Memphis City Council chairman Jim Strickland says the summary of the contracts failed to provide enough information for him to take a final swing Tuesday at the proposal for the city to buy AutoZone Park. Memphis City Council chairman Jim Strickland says the summary of the contracts failed to provide enough information for him to take a final swing Tuesday at the proposal for the city to buy AutoZone Park.

(WMC-TV) - The Memphis City Council will begin debating Tuesday whether a proposed deal to purchase AutoZone Park is a strikeout or a home run.

A number of council members say they have yet to form an opinion and need a lot more information before committing so much city money.

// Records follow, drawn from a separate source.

/*
 *
 *
 *
 *
 * MIT License
 * Copyright (c) 2025. Dwight J. Browne
 * dwight[-at-]dwightjbrowne[-dot-]com
 *
 *
 * Permission is hereby granted, free of charge, to any person obtaining a copy
 * of this software and associated documentation files (the "Software"), to deal
 * in the Software without restriction, including without limitation the rights
 * to use, copy, modify, merge, publish, distribute, sublicense, and/or sell
 * copies of the Software, and to permit persons to whom the Software is
 * furnished to do so, subject to the following conditions:
 *
 * The above copyright notice and this permission notice shall be included in all
 * copies or substantial portions of the Software.
 *
 * THE SOFTWARE IS PROVIDED "AS IS", WITHOUT WARRANTY OF ANY KIND, EXPRESS OR
 * IMPLIED, INCLUDING BUT NOT LIMITED TO THE WARRANTIES OF MERCHANTABILITY,
 * FITNESS FOR A PARTICULAR PURPOSE AND NONINFRINGEMENT. IN NO EVENT SHALL THE
 * AUTHORS OR COPYRIGHT HOLDERS BE LIABLE FOR ANY CLAIM, DAMAGES OR OTHER
 * LIABILITY, WHETHER IN AN ACTION OF CONTRACT, TORT OR OTHERWISE, ARISING FROM,
 * OUT OF OR IN CONNECTION WITH THE SOFTWARE OR THE USE OR OTHER DEALINGS IN THE
 * SOFTWARE.
 */

//! Bitget public coin list adapter.

use crate::error::{CollectorError, CollectorResult};
use crate::providers::AdapterContext;
use crate::traits::ExchangeAdapter;
use async_trait::async_trait;
use dw_core::ExchangeId;
use dw_models::de::text;
use dw_models::{ChainEntry, ChainStatus, ExchangeEntry, TokenRecord, TokenSet};
use serde::Deserialize;
use serde_json::Value;
use tracing::{debug, info};

const SUCCESS_CODE: &str = "00000";

/// Bitget adapter. The listing has one item per coin with a chain list.
pub struct BitgetAdapter {
  ctx: AdapterContext,
}

#[derive(Debug, Deserialize)]
struct BitgetEnvelope {
  #[serde(default, deserialize_with = "text")]
  code: String,
  #[serde(default, deserialize_with = "text")]
  msg: String,
  data: Option<Vec<BitgetCoin>>,
}

#[derive(Debug, Deserialize)]
struct BitgetCoin {
  #[serde(default, deserialize_with = "text")]
  coin: String,
  #[serde(default)]
  chains: Option<Vec<BitgetChain>>,
}

#[derive(Debug, Deserialize)]
#[serde(rename_all = "camelCase")]
struct BitgetChain {
  #[serde(default, deserialize_with = "text")]
  chain: String,
  rechargeable: Option<Value>,
  withdrawable: Option<Value>,
  #[serde(default, deserialize_with = "text")]
  contract_address: String,
  #[serde(default, deserialize_with = "text")]
  min_withdraw_amount: String,
  #[serde(default, deserialize_with = "text")]
  withdraw_fee: String,
}

impl BitgetAdapter {
  pub fn new(ctx: AdapterContext) -> Self {
    Self { ctx }
  }
}

#[async_trait]
impl ExchangeAdapter for BitgetAdapter {
  fn exchange(&self) -> ExchangeId {
    ExchangeId::Bitget
  }

  async fn fetch_tokens(&self) -> CollectorResult<Vec<TokenRecord>> {
    let body = self.ctx.fetch_listing(ExchangeId::Bitget).await?;
    let tokens = parse(&body)?;
    info!("Successfully processed {} tokens from Bitget", tokens.len());
    Ok(tokens)
  }
}

/// Map a Bitget `/api/v2/spot/public/coins` body.
///
/// Bitget publishes no display names, so the name is always the symbol. Each
/// coin item becomes its own `Bitget` entry.
pub fn parse(body: &str) -> CollectorResult<Vec<TokenRecord>> {
  let envelope: BitgetEnvelope = serde_json::from_str(body)?;
  if envelope.code != SUCCESS_CODE {
    return Err(CollectorError::ApiError {
      exchange: ExchangeId::Bitget,
      code: envelope.code,
      message: envelope.msg,
    });
  }
  let coins = envelope.data.ok_or_else(|| CollectorError::invalid(ExchangeId::Bitget, "missing data"))?;
  debug!("Bitget returned {} coins", coins.len());

  let name = ExchangeId::Bitget.display_name();
  let mut tokens = TokenSet::new();
  for coin in coins {
    let mut entry = ExchangeEntry::new(name);
    for chain in coin.chains.unwrap_or_default() {
      entry.chains.push(ChainEntry {
        chain: chain.chain,
        deposit_status: ChainStatus::from_enabled(chain.rechargeable.as_ref()),
        withdraw_status: ChainStatus::from_enabled(chain.withdrawable.as_ref()),
        contract_address: chain.contract_address,
        min_withdraw: chain.min_withdraw_amount,
        withdraw_fee: chain.withdraw_fee,
      });
    }
    tokens.push_exchange(&coin.coin, &coin.coin, entry);
  }

  Ok(tokens.into_vec())
}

Memphis City Council chairman Jim Strickland says the summary of the contracts failed to provide enough information for him to take a final swing Tuesday at the proposal for the city to buy AutoZone Park.

"I've heard this rumor that they not only need a committee to approve it tomorrow ... They need the full council to approve it," said Strickland.

According to the summary, the city of Memphis would pay $20 million for the park plus an additional $5 million for improvements. Meanwhile, the St. Louis Cardinals would take control of the Memphis Redbirds, and the Cardinals would invest an additional $15 million for upgrades.

Mayor A C Wharton joined Cardinals officials last month to announce a deal was in the works to bail out the beleaguered Redbirds.

"I guess this is a good time because things have bottomed out. And the only way is up, and this is why we're getting in right now," said Wharton.

The city would repay its debt with money from, among other things, tax rebates on items sold at the park and $300,000 in annual rent from the Cardinals.

"If it truly breaks even and the city would not be responsible for any costs then it might make sense," said Strickland.

Everyone seems to agree the park is an asset worth investing in and retaining; it is just a matter of how to do it.